//! Per-process virtual memory zone map.
//!
//! A process's address space is a set of non-overlapping zones, each
//! covering `[start, start + len)` and carrying a [`ZoneType`] and
//! permission bits, optionally backed by a file. This module only
//! tracks the zones themselves; the page tables backing them are the
//! caller's [`AddressSpace`][crate::driver::AddressSpace]. Callers
//! (the process manager) are responsible for serializing access to a
//! single process's map — it does no locking of its own.

use alloc::{boxed::Box, vec::Vec};

use bitflags::bitflags;
use strum::{Display, EnumIter};

use crate::{
    dcache::Dentry,
    error::KernelError,
    memory::{page_roundup, page_rounddown},
    param::KERNEL_BASE,
};

bitflags! {
    #[derive(Debug, Clone, Copy, PartialEq, Eq)]
    pub struct ZoneFlags: u32 {
        const USER = 1 << 0;
        const READABLE = 1 << 1;
        const WRITABLE = 1 << 2;
        const EXECUTABLE = 1 << 3;
        /// Private, copy-on-write mapping shared with a parent zone map
        /// until either side writes to it.
        const COPY_ON_WRITE = 1 << 4;
    }
}

#[derive(Debug, Clone, Copy, PartialEq, Eq, Display, EnumIter)]
pub enum ZoneType {
    Stack,
    Heap,
    Code,
    Data,
    /// A file-backed or anonymous mapping made on the process's behalf,
    /// not part of its fixed layout.
    Mapped,
    Shared,
}

/// A file backing a zone, and the byte offset into it the zone starts
/// reading from.
pub struct ZoneFile {
    pub dentry: Dentry,
    pub offset: usize,
}

/// A single mapped region of a process's address space.
pub struct ProcZone {
    start: usize,
    len: usize,
    zone_type: ZoneType,
    flags: ZoneFlags,
    file: Option<ZoneFile>,
}

impl ProcZone {
    #[must_use]
    pub const fn start(&self) -> usize {
        self.start
    }

    #[must_use]
    pub const fn len(&self) -> usize {
        self.len
    }

    #[must_use]
    pub const fn end(&self) -> usize {
        self.start + self.len
    }

    #[must_use]
    pub const fn zone_type(&self) -> ZoneType {
        self.zone_type
    }

    #[must_use]
    pub const fn flags(&self) -> ZoneFlags {
        self.flags
    }

    #[must_use]
    pub const fn file(&self) -> Option<&ZoneFile> {
        self.file.as_ref()
    }

    #[must_use]
    pub const fn contains(&self, addr: usize) -> bool {
        addr >= self.start && addr < self.end()
    }

    const fn overlaps(&self, start: usize, end: usize) -> bool {
        start < self.end() && self.start < end
    }
}

/// An opaque handle identifying a zone within a [`ZoneMap`].
///
/// Backed by the zone's address, which is stable for its lifetime in
/// the map since zones are heap-boxed rather than stored inline in the
/// map's vector.
#[derive(Clone, Copy)]
pub struct ZoneId(*const ProcZone);

/// The set of virtual memory zones belonging to one process.
///
/// Not sorted: a linear scan is cheap enough for the handful of zones
/// a process typically holds. An interval tree would be the obvious
/// upgrade for processes with many mappings.
pub struct ZoneMap {
    zones: Vec<Box<ProcZone>>,
}

impl Default for ZoneMap {
    fn default() -> Self {
        Self::new()
    }
}

impl ZoneMap {
    #[must_use]
    pub const fn new() -> Self {
        Self { zones: Vec::new() }
    }

    #[must_use]
    pub fn iter(&self) -> impl Iterator<Item = &ProcZone> {
        self.zones.iter().map(Box::as_ref)
    }

    fn zone_ref(&self, id: ZoneId) -> &ProcZone {
        self.zones
            .iter()
            .find(|z| core::ptr::eq(z.as_ref(), id.0))
            .expect("stale ZoneId")
    }

    /// Looks up the zone containing `addr`, if any.
    #[must_use]
    pub fn find_zone(&self, addr: usize) -> Option<ZoneId> {
        self.zones
            .iter()
            .find(|z| z.contains(addr))
            .map(|z| ZoneId(z.as_ref()))
    }

    #[must_use]
    pub fn zone(&self, id: ZoneId) -> &ProcZone {
        self.zone_ref(id)
    }

    fn has_overlap(&self, start: usize, end: usize) -> bool {
        self.zones.iter().any(|z| z.overlaps(start, end))
    }

    fn insert(
        &mut self,
        start: usize,
        len: usize,
        zone_type: ZoneType,
        flags: ZoneFlags,
        file: Option<ZoneFile>,
    ) -> ZoneId {
        let zone = Box::new(ProcZone {
            start,
            len,
            zone_type,
            flags,
            file,
        });
        let id = ZoneId(zone.as_ref());
        self.zones.push(zone);
        id
    }

    /// Page-aligns `start` down and extends `len` up to absorb the
    /// sub-page offset this removes, then adds a zone at the resulting
    /// range. Fails if the (aligned) range overlaps an existing zone or
    /// is empty.
    pub fn new_zone(
        &mut self,
        start: usize,
        len: usize,
        zone_type: ZoneType,
        flags: ZoneFlags,
        file: Option<ZoneFile>,
    ) -> Result<ZoneId, KernelError> {
        let (start, len) = align_range(start, len)?;
        let end = start.checked_add(len).ok_or(KernelError::InvalidArgument)?;
        if self.has_overlap(start, end) {
            return Err(KernelError::ZoneOverlap { start, end });
        }
        Ok(self.insert(start, len, zone_type, flags, file))
    }

    /// Like [`new_zone`](Self::new_zone), but trims the requested range
    /// to avoid overlapping existing zones instead of failing: the
    /// range's low edge is pushed past any zone it collides with if
    /// `start` falls inside or after that zone, otherwise its high
    /// edge is pulled back to meet it. Fails only if trimming leaves
    /// nothing.
    pub fn extend_zone(
        &mut self,
        start: usize,
        len: usize,
        zone_type: ZoneType,
        flags: ZoneFlags,
    ) -> Result<ZoneId, KernelError> {
        let (mut start, mut len) = align_range(start, len)?;

        for zone in &self.zones {
            if !zone.overlaps(start, start + len) {
                continue;
            }
            if start >= zone.start() {
                let old_end = start + len;
                start = zone.end();
                len = old_end.saturating_sub(start);
            } else {
                len = zone.start() - start;
            }
            if len == 0 {
                return Err(KernelError::InvalidArgument);
            }
        }

        self.new_zone(start, len, zone_type, flags, None)
    }

    /// Places a new zone of `len` bytes at the lowest address that
    /// fits: address `0` if free, otherwise the end of whichever
    /// existing zone yields the smallest valid start.
    pub fn new_random_zone(
        &mut self,
        len: usize,
        zone_type: ZoneType,
        flags: ZoneFlags,
    ) -> Result<ZoneId, KernelError> {
        let len = page_roundup(len);
        if len == 0 {
            return Err(KernelError::InvalidArgument);
        }
        if !self.has_overlap(0, len) {
            return self.new_zone(0, len, zone_type, flags, None);
        }
        let mut best = None;
        for zone in &self.zones {
            let candidate = zone.end();
            if candidate.checked_add(len).is_some_and(|end| end <= KERNEL_BASE)
                && !self.has_overlap(candidate, candidate + len)
            {
                best = Some(best.map_or(candidate, |b: usize| b.min(candidate)));
            }
        }
        let start = best.ok_or(KernelError::ZoneOutOfSpace(len))?;
        self.new_zone(start, len, zone_type, flags, None)
    }

    /// Like [`new_random_zone`](Self::new_random_zone), but searches
    /// downward from [`KERNEL_BASE`], for placements (such as thread
    /// stacks) that grow toward lower addresses: tries
    /// `[KERNEL_BASE - len, KERNEL_BASE)` first, otherwise the highest
    /// `zone.start - len` that fits.
    pub fn new_random_zone_backward(
        &mut self,
        len: usize,
        zone_type: ZoneType,
        flags: ZoneFlags,
    ) -> Result<ZoneId, KernelError> {
        let len = page_roundup(len);
        if len == 0 {
            return Err(KernelError::InvalidArgument);
        }
        let top = KERNEL_BASE.checked_sub(len).ok_or(KernelError::ZoneOutOfSpace(len))?;
        if !self.has_overlap(top, top + len) {
            return self.new_zone(top, len, zone_type, flags, None);
        }
        let mut best = None;
        for zone in &self.zones {
            if let Some(candidate) = zone.start().checked_sub(len)
                && !self.has_overlap(candidate, candidate + len)
            {
                best = Some(best.map_or(candidate, |b: usize| b.max(candidate)));
            }
        }
        let start = best.ok_or(KernelError::ZoneOutOfSpace(len))?;
        self.new_zone(start, len, zone_type, flags, None)
    }

    /// Removes `id`'s zone from the map by pointer identity, by
    /// swapping it with the last element and popping (unordered).
    pub fn delete_zone(&mut self, id: ZoneId) -> Result<(), KernelError> {
        let position = self
            .zones
            .iter()
            .position(|z| core::ptr::eq(z.as_ref(), id.0))
            .ok_or(KernelError::ZoneNotFound(id.0 as usize))?;
        self.zones.swap_remove(position);
        Ok(())
    }

    #[must_use]
    pub fn zone_count(&self) -> usize {
        self.zones.len()
    }
}

fn align_range(start: usize, len: usize) -> Result<(usize, usize), KernelError> {
    if len == 0 {
        return Err(KernelError::InvalidArgument);
    }
    let aligned_start = page_rounddown(start);
    let covered = (start - aligned_start)
        .checked_add(len)
        .ok_or(KernelError::InvalidArgument)?;
    let aligned_len = page_roundup(covered);
    if aligned_len == 0 {
        return Err(KernelError::InvalidArgument);
    }
    Ok((aligned_start, aligned_len))
}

Exercise prompt
Would you please copy exactly the part of the entries above that begins at the line containing "otherwise the highest" and ends at the line containing "if let Some(candidate)", both lines included?

Answer below
    /// `[KERNEL_BASE - len, KERNEL_BASE)` first, otherwise the highest
    /// `zone.start - len` that fits.
    pub fn new_random_zone_backward(
        &mut self,
        len: usize,
        zone_type: ZoneType,
        flags: ZoneFlags,
    ) -> Result<ZoneId, KernelError> {
        let len = page_roundup(len);
        if len == 0 {
            return Err(KernelError::InvalidArgument);
        }
        let top = KERNEL_BASE.checked_sub(len).ok_or(KernelError::ZoneOutOfSpace(len))?;
        if !self.has_overlap(top, top + len) {
            return self.new_zone(top, len, zone_type, flags, None);
        }
        let mut best = None;
        for zone in &self.zones {
            if let Some(candidate) = zone.start().checked_sub(len)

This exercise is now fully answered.